Check that there isn't already an issue that reports the same bug to avoid creating a duplicate.
Checked that the bug isn't fixed in the next version already [https://woodpecker-ci.org/faq#which-version-of-woodpecker-should-i-use]

I have this from time to time. Restarting server/agent helps. Perhaps, Kubernetes-only issue.

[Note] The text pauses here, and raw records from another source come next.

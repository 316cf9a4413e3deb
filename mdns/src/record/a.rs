use std::fmt;
use std::net::Ipv4Addr;

use log::*;

use crate::wire::*;


/// An **A** record, which contains an IPv4 address.
///
/// # References
///
/// - [RFC 1035 §3.4.1](https://tools.ietf.org/html/rfc1035) — Domain Names,
///   Implementation and Specification (November 1987)
#[derive(PartialEq, Debug, Copy, Clone)]
pub struct A {

    /// The IPv4 address contained in the packet.
    pub address: Ipv4Addr,
}

impl Wire for A {
    const NAME: &'static str = "A";
    const RR_TYPE: u16 = 0x0001;

    fn read(stated_length: u16, c: &mut Cursor<&[u8]>) -> Result<Self, WireError> {
        if stated_length != 4 {
            warn!("Length is incorrect (record length {:?}, but should be four)", stated_length);
            return Err(WireError::WrongRecordLength { stated_length, mandated_length: 4 });
        }

        let mut buf = [0_u8; 4];
        c.read_exact(&mut buf)?;

        let address = Ipv4Addr::from(buf);
        trace!("Parsed IPv4 address -> {:?}", address);

        Ok(Self { address })
    }
}

impl fmt::Display for A {
    fn fmt(&self, f: &mut fmt::Formatter<'_>) -> fmt::Result {
        write!(f, "{}", self.address)
    }
}


#[cfg(test)]
mod test {
    use super::*;
    use pretty_assertions::assert_eq;

    #[test]
    fn parses() {
        let buf = &[
            0xc0, 0xa8, 0x01, 0x30,  // IPv4 address
        ];

        assert_eq!(A::read(buf.len() as _, &mut Cursor::new(buf)).unwrap(),
                   A { address: Ipv4Addr::new(192, 168, 1, 48) });
    }

    #[test]
    fn record_too_short() {
        let buf = &[
            0x7f, 0x00, 0x00,  // too short IPv4 address
        ];

        assert_eq!(A::read(buf.len() as _, &mut Cursor::new(buf)),
                   Err(WireError::WrongRecordLength { stated_length: 3, mandated_length: 4 }));
    }

    #[test]
    fn record_too_long() {
        let buf = &[
            0x7f, 0x00, 0x00, 0x01,  // IPv4 address
            0x01,  // unexpected extra byte
        ];

        assert_eq!(A::read(buf.len() as _, &mut Cursor::new(buf)),
                   Err(WireError::WrongRecordLength { stated_length: 5, mandated_length: 4 }));
    }

    #[test]
    fn record_empty() {
        assert_eq!(A::read(0, &mut Cursor::new(&[])),
                   Err(WireError::WrongRecordLength { stated_length: 0, mandated_length: 4 }));
    }

    #[test]
    fn buffer_ends_abruptly() {
        let buf = &[
            0x7f, 0x00,  // half an IPv4 address
        ];

        assert_eq!(A::read(4, &mut Cursor::new(buf)),
                   Err(WireError::IO));
    }
}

@zc-devs As you can imagine I've done restarts quite a few times already, but wasn't as lucky as you. As the first lines are always getting from the agent to the server, it can't be a fundamental connection problem, but can be unreliable connections. Under k8 networking is more complex (even though I use flannel) than simple docker, so I can't rule out networking problems in k8 completely. But since I also run loki as a logging solution (where all the pipeline logs get also shipped to) it can't be a throughput problem. It might also be a robustness problem in the logging component in woodpecker. But I'm not confident enough in Go, to debug it on my own.

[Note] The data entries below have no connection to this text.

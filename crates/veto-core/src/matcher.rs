//! The request-level match predicate
//!
//! This is the hot path: the host's interception hook calls
//! [`RuleSet::should_block`] once per outgoing request, synchronously, so the
//! predicate performs no I/O, takes no locks, and returns a verdict for any
//! input string.
//!
//! Evaluation order:
//! 1. Exception rules: any match short-circuits to allow.
//! 2. Block rules: the first structural match with all options satisfied
//!    blocks.
//! 3. Default-allow when nothing matches.
//!
//! Within each partition, the request host selects the matching bucket of
//! `||host`-anchored rules; only the unbucketed remainder is scanned
//! linearly.

use crate::psl::{host_within_domain, is_third_party};
use crate::ruleset::{Partition, Rule, RuleSet};
use crate::types::{MatchDecision, MatchOutcome, PartyMask, RequestContext};
use crate::url::{extract_host, normalize_request};

impl RuleSet {
    /// Decide block/allow for one request. Pure function of the ruleset and
    /// the context; never fails for any URL string.
    pub fn should_block(&self, ctx: &RequestContext<'_>) -> bool {
        self.match_request(ctx).decision == MatchDecision::Block
    }

    /// Like [`RuleSet::should_block`], but reports the deciding rule.
    pub fn match_request(&self, ctx: &RequestContext<'_>) -> MatchOutcome<'_> {
        let url = normalize_request(ctx.url);
        let req_host = extract_host(&url);
        let site_domain = ctx.site_domain.map(|s| s.to_ascii_lowercase());
        let site_domain = site_domain.as_deref();

        // Exceptions win over any block match
        if let Some(rule) = self.find_match(&self.exception, &url, req_host, site_domain, ctx) {
            return MatchOutcome {
                decision: MatchDecision::Allow,
                rule: Some(rule.raw.as_str()),
            };
        }

        if let Some(rule) = self.find_match(&self.block, &url, req_host, site_domain, ctx) {
            return MatchOutcome {
                decision: MatchDecision::Block,
                rule: Some(rule.raw.as_str()),
            };
        }

        MatchOutcome::ALLOW
    }

    fn find_match<'s>(
        &'s self,
        partition: &'s Partition,
        url: &str,
        req_host: Option<&str>,
        site_domain: Option<&str>,
        ctx: &RequestContext<'_>,
    ) -> Option<&'s Rule> {
        if let Some(host) = req_host {
            if let Some(bucket) = partition.by_host.get(host) {
                for &idx in bucket {
                    let rule = &partition.rules[idx as usize];
                    if rule_applies(rule, url, req_host, site_domain, ctx) {
                        return Some(rule);
                    }
                }
            }
        }

        for &idx in &partition.rest {
            let rule = &partition.rules[idx as usize];
            if rule_applies(rule, url, req_host, site_domain, ctx) {
                return Some(rule);
            }
        }

        None
    }
}

fn rule_applies(
    rule: &Rule,
    url: &str,
    req_host: Option<&str>,
    site_domain: Option<&str>,
    ctx: &RequestContext<'_>,
) -> bool {
    options_satisfied(rule, req_host, site_domain, ctx) && rule.pattern.matches(url)
}

/// Check a rule's option constraints against the request context.
/// A constraint that keys on an absent context field is unsatisfied: such a
/// rule neither blocks nor excepts the request.
fn options_satisfied(
    rule: &Rule,
    req_host: Option<&str>,
    site_domain: Option<&str>,
    ctx: &RequestContext<'_>,
) -> bool {
    let opts = &rule.options;

    // Resource type
    if !opts.types.is_empty() {
        match ctx.request_type {
            Some(request_type) => {
                if !opts.types.intersects(request_type) {
                    return false;
                }
            }
            None => return false,
        }
    }

    // Party
    if !opts.party.is_empty() && opts.party != PartyMask::ALL {
        let (site, host) = match (site_domain, req_host) {
            (Some(site), Some(host)) => (site, host),
            _ => return false,
        };
        let request_party = if is_third_party(site, host) {
            PartyMask::THIRD_PARTY
        } else {
            PartyMask::FIRST_PARTY
        };
        if !opts.party.contains(request_party) {
            return false;
        }
    }

    // $domain= constraint
    if let Some(constraint) = &opts.domains {
        if !constraint.include.is_empty() {
            let site = match site_domain {
                Some(site) => site,
                None => return false,
            };
            if !constraint
                .include
                .iter()
                .any(|d| host_within_domain(site, d))
            {
                return false;
            }
        }
        if let Some(site) = site_domain {
            if constraint.exclude.iter().any(|d| host_within_domain(site, d)) {
                return false;
            }
        }
    }

    // opts.extra: unrecognized tokens are always satisfied
    true
}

Wanted to add more context, but you got ahead :)

unreliable connections

This!
I thought about it yesterday and noted, that I have not had this problem since a while. At the time when there was, I had network issues and restarting not always helped, probably. At some point Agent even could not connect to Kube API.

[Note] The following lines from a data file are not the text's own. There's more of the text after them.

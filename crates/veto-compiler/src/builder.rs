//! Streaming ruleset builder
//!
//! Consumes an ordered sequence of raw list lines and produces one immutable
//! [`RuleSet`]. The input may come from any line source; nothing requires the
//! caller to materialize a whole list file up front. Exact-duplicate lines
//! are dropped during the build, so building twice from identical input
//! yields rulesets that answer identically for every URL.

use std::collections::HashSet;
use std::io::BufRead;

use log::{debug, warn};

use veto_core::ruleset::{Rule, RuleSet};

use crate::parser::parse_line;

/// Error building a ruleset from an I/O line source. The engine itself never
/// performs I/O; this only surfaces failures of the caller-supplied reader as
/// a distinct "list unavailable" condition.
#[derive(Debug, thiserror::Error)]
pub enum ListError {
    #[error("failed to read filter list: {0}")]
    Io(#[from] std::io::Error),
}

/// Build a ruleset from an iterator of raw list lines.
///
/// Lines that carry no rule are discarded; a malformed line never aborts the
/// rest of the load. An empty or entirely-unparseable input yields a ruleset
/// that blocks nothing.
pub fn build_ruleset<I, S>(lines: I) -> RuleSet
where
    I: IntoIterator<Item = S>,
    S: AsRef<str>,
{
    let mut seen: HashSet<String> = HashSet::new();
    let mut rules: Vec<Rule> = Vec::new();

    for line in lines {
        if let Some(rule) = parse_line(line.as_ref()) {
            if seen.insert(rule.raw.clone()) {
                rules.push(rule);
            } else {
                debug!("dropping duplicate rule: {}", rule.raw);
            }
        }
    }

    RuleSet::from_rules(rules)
}

/// Build a ruleset by streaming lines from a reader.
pub fn build_ruleset_from_reader<R: BufRead>(reader: R) -> Result<RuleSet, ListError> {
    let mut seen: HashSet<String> = HashSet::new();
    let mut rules: Vec<Rule> = Vec::new();

    for line in reader.lines() {
        let line = match line {
            Ok(line) => line,
            // A line that cannot be decoded as text loses only itself
            Err(e) if e.kind() == std::io::ErrorKind::InvalidData => {
                warn!("skipping undecodable list line: {e}");
                continue;
            }
            Err(e) => return Err(ListError::Io(e)),
        };
        if let Some(rule) = parse_line(&line) {
            if seen.insert(rule.raw.clone()) {
                rules.push(rule);
            } else {
                debug!("dropping duplicate rule: {}", rule.raw);
            }
        }
    }

    Ok(RuleSet::from_rules(rules))
}

#[cfg(test)]
mod tests {
    use std::io::Cursor;

    use veto_core::types::RequestContext;

    use super::*;

    fn blocks(set: &RuleSet, url: &str) -> bool {
        set.should_block(&RequestContext::new(url))
    }

    #[test]
    fn test_empty_input_blocks_nothing() {
        let set = build_ruleset(Vec::<String>::new());
        assert!(set.is_empty());
        assert!(!blocks(&set, "http://anything.test/"));
    }

    #[test]
    fn test_build_from_mixed_lines() {
        let lines = [
            "[Adblock Plus 2.0]",
            "! title: test list",
            "",
            "||ads.example.com^",
            "@@||ads.example.com/ok",
            "*/banner/*.png",
        ];
        let set = build_ruleset(lines);
        assert_eq!(set.block_rule_count(), 2);
        assert_eq!(set.exception_rule_count(), 1);
        assert!(blocks(&set, "http://ads.example.com/pixel.gif"));
        assert!(!blocks(&set, "http://ads.example.com/ok.js"));
        assert!(blocks(&set, "http://x.test/path/banner/ad.png"));
    }

    #[test]
    fn test_duplicates_dropped() {
        let lines = ["||ads.test^", "||ads.test^", "  ||ads.test^  "];
        let set = build_ruleset(lines);
        assert_eq!(set.block_rule_count(), 1);
    }

    #[test]
    fn test_malformed_lines_do_not_disable_the_rest() {
        let mut lines: Vec<String> = vec!["||$".to_string(), "@@".to_string()];
        for i in 0..999 {
            lines.push(format!("||host{i}.test^"));
        }
        let set = build_ruleset(&lines);
        assert_eq!(set.block_rule_count(), 999);
        assert!(blocks(&set, "http://host0.test/x"));
        assert!(blocks(&set, "http://host998.test/x"));
        assert!(!blocks(&set, "http://clean.test/x"));
    }

    #[test]
    fn test_build_is_idempotent() {
        let lines = [
            "||ads.example.com^",
            "@@||ads.example.com/ok",
            "*/banner/*.png$image",
            "||tracker.test^$third-party",
        ];
        let a = build_ruleset(lines);
        let b = build_ruleset(lines);

        let urls = [
            "http://ads.example.com/pixel.gif",
            "http://ads.example.com/ok.js",
            "http://x.test/banner/a.png",
            "http://tracker.test/t",
            "http://clean.test/",
            "",
        ];
        for url in urls {
            assert_eq!(blocks(&a, url), blocks(&b, url), "url={url:?}");
        }
    }

    #[test]
    fn test_build_from_reader() {
        let list = "! comment\n||ads.example.com^\n@@||ads.example.com/ok\n";
        let set = build_ruleset_from_reader(Cursor::new(list)).unwrap();
        assert_eq!(set.block_rule_count(), 1);
        assert_eq!(set.exception_rule_count(), 1);
        assert!(blocks(&set, "http://ads.example.com/pixel.gif"));
    }

    #[test]
    fn test_undecodable_line_loses_only_itself() {
        let mut data = b"||ads.test^\n".to_vec();
        data.extend_from_slice(&[0xFF, 0xFE, b'\n']);
        data.extend_from_slice(b"||tracker.test^\n");
        let set = build_ruleset_from_reader(Cursor::new(data)).unwrap();
        assert_eq!(set.block_rule_count(), 2);
        assert!(blocks(&set, "http://tracker.test/t"));
    }

    #[test]
    fn test_reader_io_error_is_reported() {
        struct FailingReader;
        impl std::io::Read for FailingReader {
            fn read(&mut self, _buf: &mut [u8]) -> std::io::Result<usize> {
                Err(std::io::Error::new(std::io::ErrorKind::Other, "gone"))
            }
        }
        let reader = std::io::BufReader::new(FailingReader);
        let err = build_ruleset_from_reader(reader).unwrap_err();
        assert!(matches!(err, ListError::Io(_)));
    }
}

We have two network connections there: Agent -> Kube API, Agent -> Server.
In regard the first - compared to simple/manual watcher, shared informer should handle errors and reconnect.
However, I do not see retry logic in between input stream from Kube informer and output stream to Server:

woodpecker/agent/logger.go

Lines 46 to 52 in 5c22047

    
           logStream := log.NewLineWriter(r.client, step.UUID, secrets...) 
        
           if err := log.CopyLineByLine(logStream, rc, pipeline.MaxLogLineLength); err != nil { 
        
           	logger.Error().Err(err).Msg("copy limited logStream part") 
        
           } 
        
           logger.Debug().Msg("log stream copied, close ...") 
        
           uploads.Done()

Also wanted to reproduce/test both connections through toxyproxy with packet drops (#3945), but didn't have time. Agent -> Server part could be tricky as there is gRPC (though HTTP, but 2).

	logStream := log.NewLineWriter(r.client, step.UUID, secrets...)
	if err := log.CopyLineByLine(logStream, rc, pipeline.MaxLogLineLength); err != nil {
	logger.Error().Err(err).Msg("copy limited logStream part")
	}

	logger.Debug().Msg("log stream copied, close ...")
	uploads.Done()